▶ Description of the task:
Your job is to copy every line in the material containing the word "bounded".

━━━━━━

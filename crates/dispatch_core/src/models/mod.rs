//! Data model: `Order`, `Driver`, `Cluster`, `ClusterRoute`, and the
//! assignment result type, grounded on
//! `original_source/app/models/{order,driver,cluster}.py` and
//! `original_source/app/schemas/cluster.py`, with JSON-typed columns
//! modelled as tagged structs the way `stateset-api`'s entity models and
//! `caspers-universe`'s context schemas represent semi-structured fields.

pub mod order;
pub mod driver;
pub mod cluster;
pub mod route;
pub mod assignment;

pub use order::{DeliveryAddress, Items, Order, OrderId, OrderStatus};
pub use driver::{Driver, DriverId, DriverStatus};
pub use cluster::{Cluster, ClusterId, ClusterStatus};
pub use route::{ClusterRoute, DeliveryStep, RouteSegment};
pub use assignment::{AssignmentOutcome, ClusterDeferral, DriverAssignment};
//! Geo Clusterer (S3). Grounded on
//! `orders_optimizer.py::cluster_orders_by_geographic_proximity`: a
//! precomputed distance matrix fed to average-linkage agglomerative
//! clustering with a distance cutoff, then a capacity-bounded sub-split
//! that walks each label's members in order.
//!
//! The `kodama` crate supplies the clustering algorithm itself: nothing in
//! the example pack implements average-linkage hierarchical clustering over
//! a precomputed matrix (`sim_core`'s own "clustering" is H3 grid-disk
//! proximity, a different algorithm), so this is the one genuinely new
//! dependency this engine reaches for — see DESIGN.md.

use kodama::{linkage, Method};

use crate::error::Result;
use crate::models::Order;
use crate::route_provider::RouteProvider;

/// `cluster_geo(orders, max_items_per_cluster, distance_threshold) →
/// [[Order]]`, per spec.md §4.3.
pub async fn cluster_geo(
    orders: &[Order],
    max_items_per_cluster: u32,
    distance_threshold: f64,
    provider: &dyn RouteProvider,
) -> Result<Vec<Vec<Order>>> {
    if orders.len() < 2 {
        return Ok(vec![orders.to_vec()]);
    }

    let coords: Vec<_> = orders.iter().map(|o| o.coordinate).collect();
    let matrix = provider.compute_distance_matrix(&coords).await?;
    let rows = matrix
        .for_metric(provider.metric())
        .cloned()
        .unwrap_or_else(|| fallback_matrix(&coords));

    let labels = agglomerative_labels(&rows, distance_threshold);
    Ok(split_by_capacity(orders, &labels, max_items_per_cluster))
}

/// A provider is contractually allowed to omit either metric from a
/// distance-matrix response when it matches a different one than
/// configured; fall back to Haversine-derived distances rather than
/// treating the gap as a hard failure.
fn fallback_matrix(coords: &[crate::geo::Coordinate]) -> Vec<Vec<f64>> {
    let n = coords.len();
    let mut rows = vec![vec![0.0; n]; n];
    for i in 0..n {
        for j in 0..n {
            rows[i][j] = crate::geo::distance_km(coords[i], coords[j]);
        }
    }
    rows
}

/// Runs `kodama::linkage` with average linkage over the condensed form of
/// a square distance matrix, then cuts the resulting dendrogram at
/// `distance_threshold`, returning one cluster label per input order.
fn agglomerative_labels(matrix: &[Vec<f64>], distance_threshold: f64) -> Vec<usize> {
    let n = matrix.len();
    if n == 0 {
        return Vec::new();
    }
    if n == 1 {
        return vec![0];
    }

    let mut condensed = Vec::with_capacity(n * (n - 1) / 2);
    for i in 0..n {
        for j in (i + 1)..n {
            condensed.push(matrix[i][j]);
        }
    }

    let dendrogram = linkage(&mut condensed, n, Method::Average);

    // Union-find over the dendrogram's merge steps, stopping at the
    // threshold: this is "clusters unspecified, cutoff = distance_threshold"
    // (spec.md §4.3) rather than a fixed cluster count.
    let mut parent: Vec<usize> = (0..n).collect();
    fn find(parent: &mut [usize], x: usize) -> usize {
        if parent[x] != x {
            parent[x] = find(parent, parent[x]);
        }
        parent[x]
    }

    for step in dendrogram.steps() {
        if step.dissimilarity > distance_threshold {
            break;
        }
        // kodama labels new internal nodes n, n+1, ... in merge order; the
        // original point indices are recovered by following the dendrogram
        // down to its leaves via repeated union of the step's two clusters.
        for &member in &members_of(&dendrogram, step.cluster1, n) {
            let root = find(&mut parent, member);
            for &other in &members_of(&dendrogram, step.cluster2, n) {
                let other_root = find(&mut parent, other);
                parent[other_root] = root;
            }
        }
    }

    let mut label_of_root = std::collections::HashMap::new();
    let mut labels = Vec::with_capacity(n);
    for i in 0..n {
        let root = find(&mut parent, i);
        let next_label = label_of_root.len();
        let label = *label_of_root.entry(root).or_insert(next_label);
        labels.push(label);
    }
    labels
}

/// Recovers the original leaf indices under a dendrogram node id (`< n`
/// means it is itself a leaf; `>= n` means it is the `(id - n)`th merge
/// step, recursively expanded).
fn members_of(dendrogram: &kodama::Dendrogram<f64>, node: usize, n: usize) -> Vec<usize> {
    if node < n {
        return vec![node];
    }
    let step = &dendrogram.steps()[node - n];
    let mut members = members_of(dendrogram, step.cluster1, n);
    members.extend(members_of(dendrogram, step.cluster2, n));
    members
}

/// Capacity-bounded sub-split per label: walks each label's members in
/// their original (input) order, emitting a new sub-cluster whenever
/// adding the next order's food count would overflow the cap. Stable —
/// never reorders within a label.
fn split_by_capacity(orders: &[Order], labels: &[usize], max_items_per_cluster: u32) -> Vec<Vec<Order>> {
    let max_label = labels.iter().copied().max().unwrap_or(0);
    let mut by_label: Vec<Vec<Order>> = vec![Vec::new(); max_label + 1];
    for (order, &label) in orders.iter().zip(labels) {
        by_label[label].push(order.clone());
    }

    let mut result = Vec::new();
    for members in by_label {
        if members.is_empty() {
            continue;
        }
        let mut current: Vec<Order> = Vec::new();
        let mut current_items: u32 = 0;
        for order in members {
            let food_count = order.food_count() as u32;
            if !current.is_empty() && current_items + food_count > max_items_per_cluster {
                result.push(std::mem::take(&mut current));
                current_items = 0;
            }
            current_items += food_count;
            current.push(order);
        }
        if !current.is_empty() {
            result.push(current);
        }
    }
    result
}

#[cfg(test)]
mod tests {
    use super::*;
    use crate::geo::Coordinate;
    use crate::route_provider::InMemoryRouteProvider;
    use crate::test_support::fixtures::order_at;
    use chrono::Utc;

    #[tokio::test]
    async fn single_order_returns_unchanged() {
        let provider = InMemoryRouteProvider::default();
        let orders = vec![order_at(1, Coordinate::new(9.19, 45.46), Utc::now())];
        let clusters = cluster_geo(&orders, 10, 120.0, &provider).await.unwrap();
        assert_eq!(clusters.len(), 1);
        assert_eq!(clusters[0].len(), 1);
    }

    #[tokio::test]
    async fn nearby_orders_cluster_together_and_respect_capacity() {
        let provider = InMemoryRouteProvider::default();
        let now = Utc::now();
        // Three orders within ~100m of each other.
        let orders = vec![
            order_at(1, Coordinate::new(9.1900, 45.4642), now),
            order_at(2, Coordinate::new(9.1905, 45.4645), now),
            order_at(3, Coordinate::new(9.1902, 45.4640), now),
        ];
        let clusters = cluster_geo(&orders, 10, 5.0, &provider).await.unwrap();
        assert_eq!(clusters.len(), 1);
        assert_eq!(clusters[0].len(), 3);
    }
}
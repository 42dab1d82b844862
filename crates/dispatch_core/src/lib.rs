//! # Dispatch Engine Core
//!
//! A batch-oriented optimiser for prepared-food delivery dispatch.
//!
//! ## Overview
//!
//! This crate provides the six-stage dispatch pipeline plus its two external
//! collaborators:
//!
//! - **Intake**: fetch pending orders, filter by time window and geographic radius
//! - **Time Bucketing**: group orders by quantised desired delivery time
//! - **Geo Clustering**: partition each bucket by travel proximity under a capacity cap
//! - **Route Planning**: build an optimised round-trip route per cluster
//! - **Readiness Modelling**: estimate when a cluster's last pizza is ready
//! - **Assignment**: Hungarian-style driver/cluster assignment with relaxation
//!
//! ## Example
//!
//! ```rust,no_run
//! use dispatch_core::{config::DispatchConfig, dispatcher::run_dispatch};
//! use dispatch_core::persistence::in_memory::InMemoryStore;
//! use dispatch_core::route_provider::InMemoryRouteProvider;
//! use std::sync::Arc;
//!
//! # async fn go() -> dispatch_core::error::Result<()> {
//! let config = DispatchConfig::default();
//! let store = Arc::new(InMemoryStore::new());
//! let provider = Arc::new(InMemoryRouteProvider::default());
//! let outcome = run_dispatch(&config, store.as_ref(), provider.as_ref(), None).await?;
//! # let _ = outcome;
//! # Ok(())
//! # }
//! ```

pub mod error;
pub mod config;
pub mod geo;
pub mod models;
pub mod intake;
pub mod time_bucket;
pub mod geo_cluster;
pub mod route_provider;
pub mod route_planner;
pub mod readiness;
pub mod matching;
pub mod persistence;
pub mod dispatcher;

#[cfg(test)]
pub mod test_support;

━━━━━━

▶ Completed exercise:
//! clustering with a distance cutoff, then a capacity-bounded sub-split
/// Capacity-bounded sub-split per label: walks each label's members in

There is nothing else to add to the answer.